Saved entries
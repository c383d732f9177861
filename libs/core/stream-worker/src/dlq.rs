//! Dead Letter Queue (DLQ) management
//!
//! Dead-lettered entries keep their original fields and gain `error`,
//! `errorCategory`, `sourceId` and `failedAt`. Reprocessing strips those and
//! re-adds the message to the source stream as a first delivery.

use crate::error::{ErrorCategory, StreamError};
use crate::event::QueueMessage;
use crate::registry::MessageKey;
use chrono::Utc;
use redis::aio::ConnectionManager;
use redis::streams::StreamRangeReply;
use serde::Serialize;
use std::collections::BTreeMap;
use tracing::{debug, info, warn};

use crate::consumer::RawEntry;

#[derive(Clone)]
pub struct DlqManager {
    redis: ConnectionManager,
    source_stream: String,
    dlq_stream: String,
    max_length: i64,
}

impl DlqManager {
    pub fn new(
        redis: ConnectionManager,
        source_stream: impl Into<String>,
        dlq_stream: impl Into<String>,
    ) -> Self {
        Self {
            redis,
            source_stream: source_stream.into(),
            dlq_stream: dlq_stream.into(),
            max_length: 10_000,
        }
    }

    pub fn with_max_length(mut self, max_length: i64) -> Self {
        self.max_length = max_length;
        self
    }

    pub fn dlq_stream(&self) -> &str {
        &self.dlq_stream
    }

    /// Copy an entry's fields into the DLQ with failure metadata
    pub async fn move_to_dlq(
        &self,
        entry: &RawEntry,
        error: &str,
        category: ErrorCategory,
    ) -> Result<String, StreamError> {
        let mut conn = self.redis.clone();

        let mut cmd = redis::cmd("XADD");
        cmd.arg(&self.dlq_stream)
            .arg("MAXLEN")
            .arg("~")
            .arg(self.max_length)
            .arg("*");

        let dlq_keys = MessageKey::dlq_keys();
        for (key, value) in entry.fields.iter().filter(|(k, _)| !dlq_keys.contains(k)) {
            cmd.arg(key).arg(value);
        }
        cmd.arg(MessageKey::Error.as_ref())
            .arg(error)
            .arg(MessageKey::ErrorCategory.as_ref())
            .arg(category.as_str())
            .arg(MessageKey::SourceId.as_ref())
            .arg(&entry.id)
            .arg(MessageKey::FailedAt.as_ref())
            .arg(Utc::now().to_rfc3339());

        let dlq_id: String = cmd.query_async(&mut conn).await?;

        info!(
            source_id = %entry.id,
            dlq_id = %dlq_id,
            error = %error,
            "Moved entry to DLQ"
        );

        Ok(dlq_id)
    }

    pub async fn stats(&self) -> Result<DlqStats, StreamError> {
        let mut conn = self.redis.clone();

        let length: i64 = redis::cmd("XLEN")
            .arg(&self.dlq_stream)
            .query_async(&mut conn)
            .await?;

        let oldest: StreamRangeReply = redis::cmd("XRANGE")
            .arg(&self.dlq_stream)
            .arg("-")
            .arg("+")
            .arg("COUNT")
            .arg(1)
            .query_async(&mut conn)
            .await?;

        let newest: StreamRangeReply = redis::cmd("XREVRANGE")
            .arg(&self.dlq_stream)
            .arg("+")
            .arg("-")
            .arg("COUNT")
            .arg(1)
            .query_async(&mut conn)
            .await?;

        Ok(DlqStats {
            stream_name: self.dlq_stream.clone(),
            source_stream: self.source_stream.clone(),
            length,
            oldest_entry_id: oldest.ids.into_iter().next().map(|e| e.id),
            newest_entry_id: newest.ids.into_iter().next().map(|e| e.id),
        })
    }

    /// Oldest first, skipping `offset` entries
    pub async fn list_messages(
        &self,
        limit: usize,
        offset: usize,
    ) -> Result<Vec<DlqMessage>, StreamError> {
        if limit == 0 {
            return Ok(Vec::new());
        }

        let mut conn = self.redis.clone();

        let reply: StreamRangeReply = redis::cmd("XRANGE")
            .arg(&self.dlq_stream)
            .arg("-")
            .arg("+")
            .arg("COUNT")
            .arg(offset + limit)
            .query_async(&mut conn)
            .await?;

        Ok(reply
            .ids
            .into_iter()
            .skip(offset)
            .map(|entry| DlqMessage::from(RawEntry::from(entry)))
            .collect())
    }

    pub async fn get(&self, dlq_id: &str) -> Result<Option<DlqMessage>, StreamError> {
        Ok(self.fetch(dlq_id).await?.map(DlqMessage::from))
    }

    async fn fetch(&self, dlq_id: &str) -> Result<Option<RawEntry>, StreamError> {
        let mut conn = self.redis.clone();

        let reply: StreamRangeReply = redis::cmd("XRANGE")
            .arg(&self.dlq_stream)
            .arg(dlq_id)
            .arg(dlq_id)
            .query_async(&mut conn)
            .await?;

        Ok(reply.ids.into_iter().next().map(RawEntry::from))
    }

    /// Move one entry back to the source stream. `false` when the id is unknown.
    pub async fn reprocess_message(&self, dlq_id: &str) -> Result<bool, StreamError> {
        let Some(entry) = self.fetch(dlq_id).await? else {
            return Ok(false);
        };

        self.requeue(&entry).await?;
        Ok(true)
    }

    /// Move up to `count` of the oldest entries back to the source stream
    pub async fn reprocess_batch(&self, count: usize) -> Result<ReprocessResult, StreamError> {
        let mut conn = self.redis.clone();

        let reply: StreamRangeReply = redis::cmd("XRANGE")
            .arg(&self.dlq_stream)
            .arg("-")
            .arg("+")
            .arg("COUNT")
            .arg(count)
            .query_async(&mut conn)
            .await?;

        let mut result = ReprocessResult {
            requested: count,
            ..Default::default()
        };

        for entry in reply.ids.into_iter().map(RawEntry::from) {
            match self.requeue(&entry).await {
                Ok(new_id) => {
                    result.reprocessed += 1;
                    result.message_ids.push(new_id);
                }
                Err(e) => {
                    warn!(dlq_id = %entry.id, error = %e, "Failed to reprocess DLQ entry");
                    result.failed += 1;
                }
            }
        }

        info!(
            reprocessed = result.reprocessed,
            failed = result.failed,
            "Reprocessed DLQ batch"
        );
        Ok(result)
    }

    async fn requeue(&self, entry: &RawEntry) -> Result<String, StreamError> {
        let (message, _) = QueueMessage::from_fields(&entry.fields, &MessageKey::dlq_keys())?;
        let mut conn = self.redis.clone();

        let mut cmd = redis::cmd("XADD");
        cmd.arg(&self.source_stream).arg("*");
        for (key, value) in message.to_fields(Some(1)) {
            cmd.arg(key).arg(value);
        }
        let new_id: String = cmd.query_async(&mut conn).await?;

        let _: i64 = redis::cmd("XDEL")
            .arg(&self.dlq_stream)
            .arg(&entry.id)
            .query_async(&mut conn)
            .await?;

        debug!(dlq_id = %entry.id, new_id = %new_id, "Requeued DLQ entry");
        Ok(new_id)
    }

    /// Delete one entry. `false` when the id is unknown.
    pub async fn archive_message(&self, dlq_id: &str) -> Result<bool, StreamError> {
        let mut conn = self.redis.clone();

        let deleted: i64 = redis::cmd("XDEL")
            .arg(&self.dlq_stream)
            .arg(dlq_id)
            .query_async(&mut conn)
            .await?;

        debug!(dlq_id = %dlq_id, deleted, "Archived DLQ entry");
        Ok(deleted > 0)
    }

    /// Delete every entry, returning how many there were
    pub async fn archive_all(&self) -> Result<i64, StreamError> {
        let mut conn = self.redis.clone();

        let length: i64 = redis::cmd("XLEN")
            .arg(&self.dlq_stream)
            .query_async(&mut conn)
            .await?;

        if length > 0 {
            let _: i64 = redis::cmd("XTRIM")
                .arg(&self.dlq_stream)
                .arg("MAXLEN")
                .arg(0)
                .query_async(&mut conn)
                .await?;

            info!(count = length, "Archived all DLQ entries");
        }

        Ok(length)
    }
}

/// A dead-lettered message as shown by the admin API
#[derive(Debug, Clone, Serialize)]
pub struct DlqMessage {
    pub id: String,
    pub body: Option<String>,
    pub attributes: BTreeMap<String, String>,
    pub receive_count: Option<String>,
    pub error: Option<String>,
    pub error_category: Option<String>,
    pub source_id: Option<String>,
    pub failed_at: Option<String>,
}

impl From<RawEntry> for DlqMessage {
    fn from(entry: RawEntry) -> Self {
        let mut fields = entry.fields;
        let mut take = |key: MessageKey| fields.remove(key.as_ref());

        let body = take(MessageKey::Body);
        let receive_count = take(MessageKey::ReceiveCount);
        let error = take(MessageKey::Error);
        let error_category = take(MessageKey::ErrorCategory);
        let source_id = take(MessageKey::SourceId);
        let failed_at = take(MessageKey::FailedAt);

        Self {
            id: entry.id,
            body,
            attributes: fields,
            receive_count,
            error,
            error_category,
            source_id,
            failed_at,
        }
    }
}

#[derive(Debug, Clone, Serialize)]
pub struct DlqStats {
    pub stream_name: String,
    pub source_stream: String,
    pub length: i64,
    pub oldest_entry_id: Option<String>,
    pub newest_entry_id: Option<String>,
}

#[derive(Debug, Clone, Default, Serialize)]
pub struct ReprocessResult {
    pub requested: usize,
    pub reprocessed: usize,
    pub failed: usize,
    /// New ids in the source stream
    pub message_ids: Vec<String>,
}

#[cfg(test)]
mod tests {
    use super::*;

    #[test]
    fn test_dlq_message_splits_metadata() {
        let fields: BTreeMap<String, String> = [
            ("body", "spotify:track:abc"),
            ("channelId", "42"),
            ("receiveCount", "3"),
            ("error", "Processing error: device list failed"),
            ("errorCategory", "transient"),
            ("sourceId", "1700000000000-0"),
            ("failedAt", "2024-01-01T00:00:00+00:00"),
        ]
        .iter()
        .map(|(k, v)| (k.to_string(), v.to_string()))
        .collect();

        let message = DlqMessage::from(RawEntry {
            id: "1700000000001-0".to_string(),
            fields,
        });

        assert_eq!(message.body.as_deref(), Some("spotify:track:abc"));
        assert_eq!(message.receive_count.as_deref(), Some("3"));
        assert_eq!(message.error_category.as_deref(), Some("transient"));
        assert_eq!(message.source_id.as_deref(), Some("1700000000000-0"));
        assert_eq!(message.attributes.len(), 1);
        assert_eq!(message.attributes.get("channelId").map(String::as_str), Some("42"));
    }

    #[test]
    fn test_dlq_message_serializes() {
        let message = DlqMessage::from(RawEntry {
            id: "1-0".to_string(),
            fields: BTreeMap::new(),
        });
        let json = serde_json::to_value(&message).unwrap();
        assert_eq!(json["id"], "1-0");
        assert!(json["body"].is_null());
    }
}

Task brief
For the word "impl", find all matching lines in the entries above and copy them out.

Finished exercise
impl DlqManager {
        source_stream: impl Into<String>,
        dlq_stream: impl Into<String>,
impl From<RawEntry> for DlqMessage {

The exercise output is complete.